Ben yalnızca halkını, insanını ve ülkesini seven her türlü siyasi kirlilikten uzak, naçizane 60 yıllık bir bürokrat sıfatıyla, insani, vicdanı, evrensel sorumluluğumun sonucu olarak Gazipaşa için bu lafları etme duygumu Engellememem gerekiyor. Bu durumda kamuoyu adına sormak istiyorum:
1) Tastik edilen yeni Gazipaşa imar planı nedeniyle ilçenin merkezi ve çevresi beton bloklarla doldurulacak bir açık depo haline getirileceği ortadayken, gelecek nesilleri de etkileyecek, sürdürülebilir kent yaşamını yok edecek proje hazırlanırken konu neden bir bilim kurulunun görüşü alınmadan yapılmıştır?
2) Aynı proje dayanağıyla üç koyda planlanan binlerce otel projesinin uygulanması sonucunda katı atık, kanalizasyon ve arıtma sorunlarının zuhur edeceği, içme suyu kaynaklarının yetersizliği yönüyle ilçenin ciddi bir susuzluk sorunuyla karşılaşacağı, bir kıyı kirliliği yaşanacağı, trafik, hava ve gürültü kirliliği ve benzeri çevresel-toplumsal sorunların yaşanacağı hesap edilmemiştir. Turizme karşı olmadığımızı, %80 yoğunlukta turizm yerine %20 yoğunlukta küçük ölçekli butik oteller, belki de yerine ve duruma göre küçük ölçekli apart otellerin inşa edilmesi daha doğru olmaz mıydı?
3) Kıyı güvenliği, bilumum su canlıları, kıyılarımızdaki endemik bitki türü olan Kum Zambakları gibi doğal kaynaklarımızın da bu nedenle yok edilecektir.
4) Yıllar önce ilçe bütünündeki yer fıtığı, mısır, arpa buğday ve hububat türünden birçok tarım ürününe yüksek potansiyelli narenciye varlığı yok edilerek yerine, günümüzdeki çok katlı beton duvarlar örülerek bir çarpık kentleşme modeli yaratılmıştır. Aynı amaçla cebeli sırtları, ilçenin kuzey
Yamaçlarındaki araziler kullanılamaz mıydı?
5) On yıllarda ilçemiz çevresinde avokado, muz seracılığı ve benzeri tarımsal faaliyetler ileri seviyede arttırılmıştır.
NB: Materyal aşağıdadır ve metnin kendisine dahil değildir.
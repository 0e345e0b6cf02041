use std::fs;
use std::path::{Path, PathBuf};

/// File extension of documented source files.
pub const SOURCE_EXTENSION: &str = "m";

#[derive(Debug, thiserror::Error)]
pub enum IoError {
    #[error("File not found: {0}")]
    NotFound(PathBuf),
    #[error("IO error: {0}")]
    Io(#[from] std::io::Error),
    #[error("Invalid source directory: {0}")]
    InvalidSourceDir(PathBuf),
}

/// Read a source file and return its content
pub fn read_source(path: &Path) -> Result<String, IoError> {
    if !path.exists() {
        return Err(IoError::NotFound(path.to_path_buf()));
    }
    fs::read_to_string(path).map_err(IoError::Io)
}

/// Write rendered output, creating parent directories if they don't exist
pub fn write_output(path: &Path, content: &str) -> Result<(), IoError> {
    if let Some(parent) = path.parent() {
        fs::create_dir_all(parent).map_err(IoError::Io)?;
    }
    fs::write(path, content).map_err(IoError::Io)
}

/// Scan for source files under `root`, sorted by path
pub fn scan_source_files(root: &Path) -> Result<Vec<PathBuf>, IoError> {
    if !root.is_dir() {
        return Err(IoError::InvalidSourceDir(root.to_path_buf()));
    }

    let mut files = Vec::new();
    scan_directory_recursive(root, &mut files)?;
    files.sort();
    Ok(files)
}

fn scan_directory_recursive(dir: &Path, files: &mut Vec<PathBuf>) -> Result<(), IoError> {
    let entries = fs::read_dir(dir).map_err(IoError::Io)?;

    for entry in entries {
        let entry = entry.map_err(IoError::Io)?;
        let path = entry.path();

        if path.is_dir() {
            scan_directory_recursive(&path, files)?;
        } else if let Some(ext) = path.extension()
            && ext == SOURCE_EXTENSION
        {
            files.push(path);
        }
    }

    Ok(())
}

#[cfg(test)]
mod tests {
    use super::*;
    use crate::tests::{create_test_file, create_test_source_dir};

    #[test]
    fn test_scan_nested_directories() {
        let source_dir = create_test_source_dir();
        create_test_file(&source_dir, "rotx.m", "%ROTX");
        create_test_file(&source_dir, "@Quaternion/Quaternion.m", "%QUATERNION");

        let files = scan_source_files(source_dir.path()).unwrap();

        assert_eq!(files.len(), 2);
        assert!(files.iter().any(|f| f.file_name().unwrap() == "rotx.m"));
        assert!(files.iter().any(|f| f.file_name().unwrap() == "Quaternion.m"));
    }

    #[test]
    fn test_ignore_non_source_files() {
        let source_dir = create_test_source_dir();
        create_test_file(&source_dir, "rotx.m", "%ROTX");
        create_test_file(&source_dir, "README.md", "# readme");
        create_test_file(&source_dir, "data.mat", "binary");

        let files = scan_source_files(source_dir.path()).unwrap();

        assert_eq!(files.len(), 1);
        assert_eq!(files[0].file_name().unwrap(), "rotx.m");
    }

    #[test]
    fn test_scan_invalid_directory() {
        let result = scan_source_files(Path::new("/this/path/does/not/exist"));
        assert!(matches!(result, Err(IoError::InvalidSourceDir(_))));
    }

    #[test]
    fn test_read_source_not_found() {
        let source_dir = create_test_source_dir();
        let result = read_source(&source_dir.path().join("missing.m"));
        assert!(matches!(result, Err(IoError::NotFound(_))));
    }

    #[test]
    fn test_write_output_creates_parents() {
        let source_dir = create_test_source_dir();
        let out = source_dir.path().join("html/rotx.html");

        write_output(&out, "<h1>rotx</h1>").unwrap();

        assert_eq!(read_source(&out).unwrap(), "<h1>rotx</h1>");
    }
}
Anılan tarım çeşidi çok ciddi manada su tüketen bir ziraat dalı olarak bilinmektedir. Yetkili kesimlerden alınan bilgilere göre su ihtiyacının temini için 300-350 metrelere kadar inilerek zeminden su alınması zorunluluğu doğmuştur. Yanı sıra çevrede çok sayıda kaçak kuyu kazıldığı da ifade olunmaktadır. Bu işin sonu nere doğru gidiyor. Muhtemeldir ki yakın zamanda bazı yerlerde
Arazilere deniz suyu sirayet edecektir. Çiftçilerin de zarar görmemesi ve yatırımların durdurulmaması bakımından başkaca bir alternatifiniz var mıdır?
6) Belediye olarak halen ilçenin 41 dağ köyü ve çok sayıda merkez köyünde tarım ilaçlarıyla ilgili, ilaç ambalaj kaplarının çevreye zarar vermemesi için kısa-orta ve uzun menzilli bir projeniz, çalışmalarınız var mı? Toplama ve imha yöntemiyle ilgili planlamalarınız nedir?
7) Sağlam kaynaklardan alına bilgilere göre, Gazipaşa şehir içme suyu şebekesiyle ilgili isale hattının 5 kilometrelik boru hattının asbest boru olduğu bilgisi vardır. Eğer bilgi doğruysa, söz konusu kanserojen borular ne zaman değiştirilecektir? 1593 sayılı UHK ve 2872 ayılı çevre mevzuatı içme suları koruma ve kontrol yönetmeliği ile ilgili tüzük ve yönetmeliklerle Anayasa’mızın 56. Maddesi
Gereğince bu sorumluluğu yerine getirmeyi düşünüyor musunuz?